GadgetWheels
Haval puts usability
at the centre
The H6 HEV shows how much everyday usability shapes the driving experience, writes ARTHUR GOLDSTUCK.
Hybrid SUVs have reached a point where the mechanical arguments are largely settled. Petrol-electric combinations, regenerative braking and extended driving range are now expected in this part of the market. However, in daily use, vehicles are still separated by how comfortably their technology fits into the act of driving.
The Haval H6 HEV builds its case through those details.
Connectivity becomes the clearest marker of how far the H6 has moved on. Three years ago, using the infotainment system meant working around it. Onboard connectivity barely functioned, built-in mapping struggled to remain usable, and the system never quite developed into something one could rely on day to day.

An app called CarbitLink introduced phone mirroring, but the improvement stopped short. Screen mirroring limited access to apps and navigation was, to be polite, awkward. It worked in theory, but only if one was prepared to accept its limits and live with a degree of frustration.
More recently, as recognition dawned that the typical Haval driver would also be likely to be an Android user – ie they are not buying their tech based on luxury brand appeal – Android Auto became more directly integrated. However, as recently as last year, Android Auto connectivity was buggy, with constant disconnection.
The H6 HEV marks the point where that progression reaches a proper conclusion.

Pairing an Android phone now takes seconds. The car appears immediately on the phone’s Bluetooth list, the phone is recognised just as quickly by the car, and a single confirmation code appears on both screens. Tap once on each, and the connection is complete. Start the car again later and Android Auto reconnects without intervention. There are no retries and no cables. Most important, no menu hopping. And most satisfyingly, the connection remains stable throughout a long journey.
That shift changes how the system fits into daily driving. Navigation, music and messaging move from being something I managed to something I assumed would work each time I got behind the wheel.

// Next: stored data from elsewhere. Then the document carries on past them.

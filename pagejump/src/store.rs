//! Collaborator interfaces: the document store and the key-value cache.
//!
//! The engine only ever talks to these traits. [`MemoryStore`] and
//! [`MemoryCache`] are the in-process implementations.
//!
//! [`MemoryStore`]: crate::MemoryStore
//! [`MemoryCache`]: crate::MemoryCache

use std::time::Duration;

use async_trait::async_trait;
use serde_json::Value;
use thiserror::Error;

use crate::filter::{Document, ParseError};
use crate::sort::SortSpec;

/// One window fetch: `filter AND predicate`, sorted, skipped and limited.
#[derive(Debug, Clone, PartialEq, Default)]
pub struct WindowQuery {
    /// Caller filter (Mongo-style document).
    pub filter: Document,
    /// Extra pipeline stages applied before sort/skip/limit.
    pub extra_stages: Vec<Value>,
    /// Effective sort; already reversed for "before" fetches.
    pub sort: SortSpec,
    /// Maximum rows to return.
    pub limit: u64,
    /// Rows to skip after sorting.
    pub skip: u64,
    /// Anchor predicate to AND with `filter`, if any.
    pub predicate: Option<Value>,
    /// Per-query deadline to pass through to the store.
    pub max_time: Option<Duration>,
}

/// Options for count operations.
#[derive(Debug, Clone, PartialEq, Eq, Default)]
pub struct CountOptions {
    /// Pipeline stages the paged windows apply; counted the same way.
    pub extra_stages: Vec<Value>,
    /// Per-count deadline to pass through to the store.
    pub max_time: Option<Duration>,
}

/// Failure reported by a [`DocumentStore`].
#[derive(Debug, Error)]
#[non_exhaustive]
pub enum StoreError {
    /// The filter or predicate could not be interpreted.
    #[error("invalid filter: {0}")]
    InvalidFilter(#[from] ParseError),
    /// A pipeline stage is not supported by this store.
    #[error("unsupported pipeline stage: {0}")]
    UnsupportedStage(String),
    /// The operation hit its deadline.
    #[error("operation exceeded {0:?}")]
    Timeout(Duration),
    /// Any other backend failure.
    #[error("{0}")]
    Backend(String),
}

/// Failure reported by a [`Cache`].
#[derive(Debug, Error)]
#[non_exhaustive]
pub enum CacheError {
    /// The backend could not be reached or refused the operation.
    #[error("cache backend error: {0}")]
    Backend(String),
    /// A cached value had an unexpected shape.
    #[error("cached value is malformed: {0}")]
    Malformed(#[from] serde_json::Error),
}

/// Query side of a document collection.
#[async_trait]
pub trait DocumentStore: Send + Sync {
    /// Name of the backing store, used in cache key dimensions.
    fn store_name(&self) -> &str;

    /// Name of the collection, used in cache key dimensions.
    fn collection_name(&self) -> &str;

    /// Fetch one sorted window.
    async fn query(&self, query: &WindowQuery) -> Result<Vec<Document>, StoreError>;

    /// Exact number of documents matching `filter` and `options.extra_stages`.
    async fn count(&self, filter: &Document, options: &CountOptions) -> Result<u64, StoreError>;

    /// Cheap metadata-based document count, ignoring any filter.
    async fn estimated_count(&self, options: &CountOptions) -> Result<u64, StoreError>;
}

/// TTL key-value cache holding bookmarks and totals.
///
/// Patterns are globs where `*` matches any run of characters.
#[async_trait]
pub trait Cache: Send + Sync {
    /// Read a value; `None` when missing or expired.
    async fn get(&self, key: &str) -> Result<Option<Value>, CacheError>;

    /// Write a value that expires after `ttl`.
    async fn set(&self, key: &str, value: Value, ttl: Duration) -> Result<(), CacheError>;

    /// Keys matching `pattern`.
    async fn keys(&self, pattern: &str) -> Result<Vec<String>, CacheError>;

    /// Delete keys matching `pattern`, returning how many were removed.
    async fn del_pattern(&self, pattern: &str) -> Result<u64, CacheError>;
}
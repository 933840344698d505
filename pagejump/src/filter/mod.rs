//! Mongo-style filter expressions: typed tree, document rendering,
//! parsing and in-process evaluation.
//!
//! The anchor predicate for keyset pagination is built as a [`FilterExpr`]
//! and rendered with [`FilterExpr::to_document`] before it reaches the
//! store. [`FilterExpr::from_document`] and [`FilterExpr::matches`] let the
//! in-memory store run the same documents a real store would.

mod eval;
mod parse;
mod types;
mod value;

pub use parse::ParseError;
pub use types::{
    CompoundFilter, Document, Filter, FilterExpr, LogicalOp, Operator, and, not, or, simple,
};
pub use value::{compare_values, lookup, values_equal};
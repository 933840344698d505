//! In-process evaluation of filter expressions against documents.

use std::cmp::Ordering;

use serde_json::Value;

use super::types::{Document, Filter, FilterExpr, LogicalOp, Operator};
use super::value::{compare_values, lookup, values_equal};

impl FilterExpr {
    /// Whether `doc` satisfies this expression.
    ///
    /// Missing fields compare as `null`. Equality against an array field
    /// also matches when any element is equal, as in Mongo.
    pub fn matches(&self, doc: &Document) -> bool {
        match self {
            Self::Simple(filter) => filter.matches(doc),
            Self::Compound(compound) => match compound.op {
                LogicalOp::And => compound.filters.iter().all(|f| f.matches(doc)),
                LogicalOp::Or => compound.filters.iter().any(|f| f.matches(doc)),
                LogicalOp::Nor | LogicalOp::Not => {
                    !compound.filters.iter().any(|f| f.matches(doc))
                },
            },
        }
    }
}

impl Filter {
    /// Whether `doc` satisfies this single-field condition.
    pub fn matches(&self, doc: &Document) -> bool {
        let found = lookup(doc, &self.field);
        let actual = found.unwrap_or(&Value::Null);

        match self.op {
            Operator::Eq => eq_or_contains(actual, &self.value),
            Operator::Ne => !eq_or_contains(actual, &self.value),
            Operator::Gt => compare_values(actual, &self.value) == Ordering::Greater,
            Operator::Gte => compare_values(actual, &self.value) != Ordering::Less,
            Operator::Lt => compare_values(actual, &self.value) == Ordering::Less,
            Operator::Lte => compare_values(actual, &self.value) != Ordering::Greater,
            Operator::In => self
                .value
                .as_array()
                .is_some_and(|set| set.iter().any(|v| eq_or_contains(actual, v))),
            Operator::NotIn => !self
                .value
                .as_array()
                .is_some_and(|set| set.iter().any(|v| eq_or_contains(actual, v))),
            Operator::Exists => found.is_some() == self.value.as_bool().unwrap_or(true),
        }
    }
}

fn eq_or_contains(actual: &Value, expected: &Value) -> bool {
    if values_equal(actual, expected) {
        return true;
    }
    match actual {
        Value::Array(items) if !expected.is_array() => {
            items.iter().any(|item| values_equal(item, expected))
        },
        _ => false,
    }
}

#[cfg(test)]
mod tests {
    use super::*;
    use serde_json::json;

    fn doc(value: Value) -> Document {
        value.as_object().cloned().unwrap()
    }

    fn check(filter: Value, row: Value) -> bool {
        FilterExpr::from_document(&filter)
            .unwrap()
            .is_none_or(|f| f.matches(&doc(row)))
    }

    #[test]
    fn test_comparisons() {
        assert!(check(json!({"age": {"$gt": 18}}), json!({"age": 20})));
        assert!(!check(json!({"age": {"$gt": 18}}), json!({"age": 18})));
        assert!(check(json!({"age": {"$gte": 18}}), json!({"age": 18})));
        assert!(check(json!({"age": {"$lt": 18}}), json!({"age": 3})));
        assert!(check(json!({"age": {"$lte": 18}}), json!({"age": 18})));
        assert!(check(json!({"age": {"$ne": 18}}), json!({"age": 19})));
    }

    #[test]
    fn test_missing_field_is_null() {
        assert!(check(json!({"email": null}), json!({"name": "a"})));
        assert!(!check(json!({"email": {"$exists": true}}), json!({"name": "a"})));
        assert!(check(json!({"email": {"$exists": false}}), json!({"name": "a"})));
    }

    #[test]
    fn test_set_membership() {
        assert!(check(json!({"s": {"$in": ["a", "b"]}}), json!({"s": "b"})));
        assert!(!check(json!({"s": {"$nin": ["a", "b"]}}), json!({"s": "b"})));
    }

    #[test]
    fn test_array_field_contains() {
        assert!(check(json!({"tags": "red"}), json!({"tags": ["blue", "red"]})));
        assert!(!check(json!({"tags": "green"}), json!({"tags": ["blue", "red"]})));
    }

    #[test]
    fn test_logical_operators() {
        let row = json!({"a": 1, "b": 2});
        assert!(check(json!({"$or": [{"a": 5}, {"b": 2}]}), row.clone()));
        assert!(!check(json!({"$and": [{"a": 1}, {"b": 3}]}), row.clone()));
        assert!(check(json!({"$nor": [{"a": 5}]}), row.clone()));
        assert!(!check(json!({"$not": {"a": 1}}), row.clone()));
        assert!(check(json!({}), row));
    }

    #[test]
    fn test_nested_path() {
        assert!(check(
            json!({"profile.age": {"$gte": 21}}),
            json!({"profile": {"age": 30}})
        ));
    }
}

The central infotainment screen reinforces that change. Its size allows navigation to function as the primary visual reference rather than a compressed overlay. With Google Maps or Waze running, directions remain clear even when music playback and message notifications share the display. I glanced once and knew where the next turn lay, without having to narrow your focus or lean forward.
Turn-by-turn directions also appeared on the digital instrument cluster behind the steering wheel. The display remains readable across different seating positions, and the simplified view of surrounding traffic adds awareness without turning the cluster into a moving graphic exercise. Information appears where the eye already goes, which reduces the need to divide attention between screens.
Climate control follows a similarly grounded approach. Instead of burying key functions inside layered menus, Haval has kept a dedicated control area below the infotainment screen. Temperature, fan speed, airflow direction, seat heating and steering wheel heating are within immediate reach. A clear on-off function and a direct route to detailed settings on the display screen shorten the distance between wish and command, making adjustments straightforward while driving.

Wireless phone charging is within comfortable reach, integrated into the console without competing for space. System responses are quick across functions. Most audio controls sit on the steering wheel and become familiar within a short time behind the wheel. A physical volume control on the centre console would have improved passenger access, but the existing layout avoids confusion in everyday use.

Under the bonnet, the H6 HEV combines a turbocharged petrol engine with an electric motor to deliver a combined output of 179 kW and 530 Nm. Official fuel consumption is rated at just over five litres per 100 km, according to Haval’s published specifications. Power delivery unfolds smoothly, with the hybrid system managing transitions in a way that keeps attention on the road rather than the drivetrain.

Time spent in the H6 HEV highlights how much difference these accumulated choices make. Connectivity works without intervention, displays present information where it is needed, and controls behave in ways that require little thought once familiarity sets in. Across repeated journeys, that ease becomes more noticeable than any single feature on the specification sheet.
* Arthur Goldstuck is CEO of World Wide Worx, editor-in-chief of Gadget.co.za, and author of “The Hitchhiker’s Guide to AI – The African Edge”.